WHAT YOU SHOULD DO = Find how many lines below mention "first". Nothing but the number is needed.

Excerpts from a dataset
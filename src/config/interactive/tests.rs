use super::config_summary;
use super::load_existing_config as load_existing_config_impl;
use crate::config::Config;
use tempfile::TempDir;

#[test]
fn load_existing_config() {
    let temp_dir = TempDir::new().expect("should create temp dir");
    let config = load_existing_config_impl(temp_dir.path()).expect("config loaded successfully");

    assert_eq!(config.base_dir, temp_dir.path());
    assert!(!config.ollama.host.is_empty());
    assert!(config.ollama.port > 0);
    assert!(!config.ollama.model.is_empty());
    assert!(config.ollama.batch_size > 0);
}

#[test]
fn unreadable_config_falls_back_to_defaults() {
    let temp_dir = TempDir::new().expect("should create temp dir");
    std::fs::write(temp_dir.path().join("config.toml"), "[ollama\n").expect("should write");

    let config = load_existing_config_impl(temp_dir.path()).expect("config loaded successfully");
    assert_eq!(config.ollama, Config::default().ollama);
}

#[test]
fn summary_lists_every_section() {
    let summary = config_summary(&Config::default());

    assert!(summary.contains("Ollama Settings:"));
    assert!(summary.contains("  Embedding Model: nomic-embed-text:latest"));
    assert!(summary.contains("  Semantic Weight: 0.7"));
    assert!(summary.contains("  BM25 Weight: 0.3"));
    assert!(summary.contains("  Chunk Size: 1500"));
}
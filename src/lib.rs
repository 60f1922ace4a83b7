use thiserror::Error;

pub type Result<T> = std::result::Result<T, QaError>;

#[derive(Error, Debug)]
pub enum QaError {
    #[error("Database error: {0}")]
    Database(String),

    #[error("Dimension mismatch: {0}")]
    DimensionMismatch(String),

    #[error("Invalid session id: {0:?} (expected 1-128 characters of [A-Za-z0-9_-])")]
    InvalidSessionId(String),

    #[error("Invalid parameters: {0}")]
    InvalidParameters(String),

    #[error("{service} request failed: {message}")]
    Upstream { service: String, message: String },

    #[error("Ingestion error: {0}")]
    Ingestion(String),

    #[error("IO error: {0}")]
    Io(#[from] std::io::Error),

    #[error("Serialization error: {0}")]
    Serialization(#[from] serde_json::Error),

    #[error("Other error: {0}")]
    Other(#[from] anyhow::Error),
}

impl QaError {
    #[inline]
    pub fn upstream(service: &str, error: impl std::fmt::Display) -> Self {
        Self::Upstream {
            service: service.to_string(),
            message: error.to_string(),
        }
    }
}

pub mod assistant;
pub mod commands;
pub mod config;
pub mod database;
pub mod embeddings;
pub mod indexer;
pub mod retrieval;
pub mod session;
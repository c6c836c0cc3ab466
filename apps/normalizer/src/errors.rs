use thiserror::Error;

use crate::models::envelope::ResponseBody;

/// Faults the normalizer can hit while handling one invocation.
/// None of these ever reach the caller as a failure: the handler renders them
/// into an error-shaped 200 response via [`NormalizeError::into_response_body`].
#[derive(Debug, Error)]
pub enum NormalizeError {
    #[error("request body must be a JSON object, got {0}")]
    BodyNotObject(&'static str),

    #[error("handler panicked: {0}")]
    Panicked(String),
}

impl NormalizeError {
    pub fn into_response_body(self) -> ResponseBody {
        match &self {
            NormalizeError::BodyNotObject(kind) => {
                tracing::error!("Rejected request body of type {kind}");
            }
            NormalizeError::Panicked(msg) => {
                tracing::error!("Handler panicked: {msg}");
            }
        }
        ResponseBody::error(self.to_string())
    }
}

/// Human-readable JSON type name, used in error descriptions.
pub fn json_kind(value: &serde_json::Value) -> &'static str {
    match value {
        serde_json::Value::Null => "null",
        serde_json::Value::Bool(_) => "boolean",
        serde_json::Value::Number(_) => "number",
        serde_json::Value::String(_) => "string",
        serde_json::Value::Array(_) => "array",
        serde_json::Value::Object(_) => "object",
    }
}
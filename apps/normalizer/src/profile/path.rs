use serde_json::Value;

/// Walks `path` one key at a time through nested objects.
///
/// Returns `None` as soon as the current value is not an object or lacks the
/// next key. A key that is present with a `null` value yields `Some(Null)`.
/// An empty path returns the record itself.
pub fn read<'a>(record: &'a Value, path: &[&str]) -> Option<&'a Value> {
    path.iter()
        .try_fold(record, |current, key| current.as_object()?.get(*key))
}

/// Like [`read`] but returns the value only when it is an array.
pub fn read_array<'a>(record: &'a Value, path: &[&str]) -> Option<&'a Vec<Value>> {
    read(record, path).and_then(Value::as_array)
}
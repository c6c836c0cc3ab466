use std::path::PathBuf;

use anyhow::{bail, Result};
use clap::Parser;
use serde_json::{Map, Value};
use tracing::{info, warn};
use tracing_subscriber::{layer::SubscriberExt, util::SubscriberInitExt, EnvFilter};

use profile_normalizer::config::Config;
use profile_normalizer::harness::{load_json_file, LocalRunner};
use profile_normalizer::{execute, InvocationMetadata};

/// Run the profile normalizer locally against a profile JSON file.
#[derive(Parser, Debug)]
#[command(name = "profile-normalizer", version)]
struct Cli {
    /// Profile JSON file, sent to the function as `profile_data`
    profile: Option<PathBuf>,

    /// JSON file with context variables to inject into the event
    #[arg(short, long)]
    context: Option<PathBuf>,

    /// Value for the `run_id` context variable (defaults to RUN_ID)
    #[arg(long)]
    run_id: Option<String>,

    /// Print the full response body instead of the formatted text
    #[arg(long)]
    raw: bool,
}

#[tokio::main]
async fn main() -> Result<()> {
    let cli = Cli::parse();
    let config = Config::from_env()?;

    // Logs go to stderr; stdout carries only the response.
    tracing_subscriber::registry()
        .with(EnvFilter::try_from_default_env().unwrap_or_else(|_| {
            EnvFilter::new(format!("profile_normalizer={}", &config.rust_log))
        }))
        .with(tracing_subscriber::fmt::layer().with_writer(std::io::stderr))
        .init();

    info!("Starting profile normalizer v{}", env!("CARGO_PKG_VERSION"));

    let mut runner = LocalRunner::new(InvocationMetadata::local(
        &config.function_name,
        config.memory_limit_mb,
    ));

    if let Some(path) = &cli.context {
        if path.exists() {
            match load_json_file(path).await? {
                Value::Object(vars) => runner.context.set_variables(vars),
                _ => bail!("Context file {} must contain a JSON object", path.display()),
            }
        } else {
            warn!(
                "Context file {} not found, using empty context",
                path.display()
            );
        }
    }
    runner
        .context
        .set_variable("run_id", cli.run_id.unwrap_or(config.run_id));

    let additional_body = match &cli.profile {
        Some(path) => {
            let mut body = Map::new();
            body.insert("profile_data".to_string(), load_json_file(path).await?);
            Some(body)
        }
        None => None,
    };

    let response = runner.run(execute, additional_body);
    let body: Value = serde_json::from_str(&response.body)?;

    println!("Status Code: {}", response.status_code);
    match body.get("formatted_text").and_then(Value::as_str) {
        Some(text) if !cli.raw => {
            println!("\nFormatted Text for LLM:");
            println!("------------------------");
            println!("{text}");
        }
        _ => {
            println!("\nBody:");
            println!("{}", serde_json::to_string_pretty(&body)?);
        }
    }

    Ok(())
}
use serde_json::Value;

use crate::models::position::{CanonicalPosition, UNKNOWN_COMPANY};
use crate::profile::fields::to_text;
use crate::profile::path::{read, read_array};
use crate::profile::position::normalize_position;

/// A candidate profile schema: a pure function that either extracts at least
/// one position or returns `None`.
pub type Hypothesis = fn(&Value) -> Option<Vec<CanonicalPosition>>;

/// Known profile schemas, most preferred first.
pub const HYPOTHESES: &[(&str, Hypothesis)] = &[
    ("grouped", grouped),
    ("positions", flat_positions),
    ("experience", flat_experience),
];

/// Normalizes a profile record into canonical positions.
///
/// The first hypothesis that yields anything wins; later ones are not consulted
/// even when their keys are present. Returns an empty list when nothing matched.
pub fn normalize_profile(profile: &Value) -> Vec<CanonicalPosition> {
    HYPOTHESES
        .iter()
        .find_map(|(name, hypothesis)| {
            let positions = hypothesis(profile)?;
            tracing::debug!(
                "Profile matched '{name}' schema with {} position(s)",
                positions.len()
            );
            Some(positions)
        })
        .unwrap_or_default()
}

/// `position_groups[].profile_positions[]`, with each group's `company.name`
/// as the default company for its positions.
pub fn grouped(profile: &Value) -> Option<Vec<CanonicalPosition>> {
    let groups = read_array(profile, &["position_groups"])?;

    let positions: Vec<_> = groups
        .iter()
        .flat_map(|group| {
            let company = read(group, &["company", "name"])
                .map(to_text)
                .unwrap_or_else(|| UNKNOWN_COMPANY.to_string());
            read_array(group, &["profile_positions"])
                .into_iter()
                .flatten()
                .filter_map(move |record| normalize_position(record, &company))
        })
        .collect();

    non_empty(positions)
}

/// Top-level `positions[]`.
pub fn flat_positions(profile: &Value) -> Option<Vec<CanonicalPosition>> {
    flat_list(profile, "positions")
}

/// Top-level `experience[]`.
pub fn flat_experience(profile: &Value) -> Option<Vec<CanonicalPosition>> {
    flat_list(profile, "experience")
}

fn flat_list(profile: &Value, key: &str) -> Option<Vec<CanonicalPosition>> {
    let records = read_array(profile, &[key])?;
    non_empty(
        records
            .iter()
            .filter_map(|record| normalize_position(record, UNKNOWN_COMPANY))
            .collect(),
    )
}

fn non_empty(positions: Vec<CanonicalPosition>) -> Option<Vec<CanonicalPosition>> {
    (!positions.is_empty()).then_some(positions)
}
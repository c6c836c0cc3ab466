use crate::models::position::CanonicalPosition;

pub const NO_POSITIONS_TEXT: &str = "No position information available.";

/// Renders positions as a plain-text block for an LLM prompt, one block per
/// position in input order: company, `title (date_range)`, description, blank line.
pub fn format_for_llm(positions: &[CanonicalPosition]) -> String {
    if positions.is_empty() {
        return NO_POSITIONS_TEXT.to_string();
    }

    positions
        .iter()
        .map(|p| {
            format!(
                "{}\n{} ({})\n{}\n\n",
                p.company, p.title, p.date_range, p.description
            )
        })
        .collect()
}
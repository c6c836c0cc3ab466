use std::path::Path;

use anyhow::{Context, Result};
use serde_json::{Map, Value};

use crate::harness::context::InvocationContext;
use crate::models::envelope::{InvocationMetadata, ResponseEnvelope};

/// Runs function handlers locally against generated events.
#[derive(Debug, Clone, Default)]
pub struct LocalRunner {
    pub context: InvocationContext,
    pub metadata: InvocationMetadata,
}

impl LocalRunner {
    pub fn new(metadata: InvocationMetadata) -> Self {
        LocalRunner {
            context: InvocationContext::new(),
            metadata,
        }
    }

    pub fn run<F>(&self, handler: F, additional_body: Option<Map<String, Value>>) -> ResponseEnvelope
    where
        F: Fn(&Value, &InvocationMetadata) -> ResponseEnvelope,
    {
        let event = self.context.generate_event(additional_body);
        tracing::debug!(
            request_id = %self.metadata.aws_request_id,
            function = %self.metadata.function_name,
            "Invoking handler"
        );
        handler(&event, &self.metadata)
    }
}

/// Reads and decodes a JSON file.
pub async fn load_json_file(path: &Path) -> Result<Value> {
    let raw = tokio::fs::read_to_string(path)
        .await
        .with_context(|| format!("Failed to read {}", path.display()))?;
    serde_json::from_str(&raw).with_context(|| format!("{} is not valid JSON", path.display()))
}

#[cfg(test)]
mod tests {
    use super::*;
    use crate::models::envelope::ResponseBody;
    use crate::profile::handler::execute;
    use serde_json::json;
    use std::io::Write;

    fn echo(event: &Value, _meta: &InvocationMetadata) -> ResponseEnvelope {
        ResponseEnvelope {
            status_code: 200,
            body: event["body"].as_str().unwrap_or_default().to_string(),
        }
    }

    #[test]
    fn test_run_passes_context_to_handler() {
        let mut runner = LocalRunner::default();
        runner.context.set_variable("run_id", "linkedin-parser-test");
        let response = runner.run(echo, None);
        let body: Value = serde_json::from_str(&response.body).unwrap();
        assert_eq!(body["context"]["run_id"], "linkedin-parser-test");
    }

    #[test]
    fn test_run_passes_metadata_to_handler() {
        let runner = LocalRunner::new(InvocationMetadata::local("profile-fn", 256));
        let response = runner.run(
            |_event, meta| ResponseEnvelope {
                status_code: 200,
                body: format!("{}:{}", meta.function_name, meta.memory_limit_in_mb),
            },
            None,
        );
        assert_eq!(response.body, "profile-fn:256");
    }

    #[test]
    fn test_run_profile_normalizer_end_to_end() {
        let mut runner = LocalRunner::default();
        runner.context.set_variable("run_id", "local");
        let mut extra = Map::new();
        extra.insert(
            "profile_data".to_string(),
            json!({"experience": [{"title": "Engineer", "company": "Acme", "start_date": "2018"}]}),
        );

        let response = runner.run(execute, Some(extra));
        let body: ResponseBody = response.decode_body().unwrap();
        assert_eq!(response.status_code, 200);
        assert_eq!(body.formatted_text, "Acme\nEngineer (2018 - Present)\n\n\n");
    }

    #[tokio::test]
    async fn test_load_json_file() {
        let mut file = tempfile::NamedTempFile::new().unwrap();
        write!(file, r#"{{"positions": [{{"title": "Engineer"}}]}}"#).unwrap();
        let value = load_json_file(file.path()).await.unwrap();
        assert_eq!(value["positions"][0]["title"], "Engineer");
    }

    #[tokio::test]
    async fn test_load_json_file_reports_bad_json() {
        let mut file = tempfile::NamedTempFile::new().unwrap();
        write!(file, "not json").unwrap();
        let err = load_json_file(file.path()).await.unwrap_err();
        assert!(err.to_string().contains("is not valid JSON"));
    }

    #[tokio::test]
    async fn test_sample_profile_end_to_end() {
        let path = Path::new(env!("CARGO_MANIFEST_DIR")).join("../../demos/sample_profile.json");
        let mut extra = Map::new();
        extra.insert("profile_data".to_string(), load_json_file(&path).await.unwrap());

        let body = LocalRunner::default()
            .run(execute, Some(extra))
            .decode_body()
            .unwrap();
        let companies: Vec<_> = body
            .parsed_positions
            .iter()
            .map(|p| p.company.as_str())
            .collect();
        assert_eq!(
            companies,
            vec!["Analytical Engines Ltd", "Analytical Engines Ltd", "Difference Co"]
        );
        assert_eq!(body.parsed_positions[0].date_range, "4/2021 - Present");
        assert_eq!(body.parsed_positions[1].date_range, "1/2018 - 3/2021");
        assert_eq!(body.parsed_positions[2].title, "Software Intern");
        assert_eq!(body.parsed_positions[2].date_range, "2016 - 2017");
        assert_eq!(
            body.debug_info.unwrap().profile_data_keys,
            Some(vec!["profile_id".to_string(), "position_groups".to_string()])
        );
    }

    #[tokio::test]
    async fn test_load_json_file_reports_missing_file() {
        let dir = tempfile::tempdir().unwrap();
        let err = load_json_file(&dir.path().join("missing.json"))
            .await
            .unwrap_err();
        assert!(err.to_string().starts_with("Failed to read"));
    }
}
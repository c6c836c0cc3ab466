use serde_json::Value;

use crate::profile::fields::{is_truthy, resolve_field, to_text};
use crate::profile::path::read;

/// Default end date for positions that have not ended.
pub const PRESENT: &str = "Present";

const START_ALIASES: &[&str] = &["start_date", "from_date"];
const END_ALIASES: &[&str] = &["end_date", "to_date"];

#[derive(Debug, Clone, Copy, PartialEq, Eq)]
pub enum DateBound {
    Start,
    End,
}

impl DateBound {
    fn structured_key(self) -> &'static str {
        match self {
            DateBound::Start => "start",
            DateBound::End => "end",
        }
    }

    fn flat_aliases(self) -> &'static [&'static str] {
        match self {
            DateBound::Start => START_ALIASES,
            DateBound::End => END_ALIASES,
        }
    }
}

/// Resolves one bound of a position's date range.
///
/// Tries the structured `date.<start|end>.{year,month}` encoding first
/// (`"<month>/<year>"`, or `"<year>"` without a month), then the flat alias
/// fields. A missing end date is [`PRESENT`]; a missing start date is empty.
pub fn resolve_date(position: &Value, bound: DateBound) -> String {
    let key = bound.structured_key();

    if let Some(year) = read(position, &["date", key, "year"]).filter(|v| is_truthy(v)) {
        return match read(position, &["date", key, "month"]).filter(|v| is_truthy(v)) {
            Some(month) => format!("{}/{}", to_text(month), to_text(year)),
            None => to_text(year),
        };
    }

    match resolve_field(position, bound.flat_aliases()) {
        Some(value) => to_text(value),
        None if bound == DateBound::End => PRESENT.to_string(),
        None => String::new(),
    }
}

COMPLETED EXERCISE = 3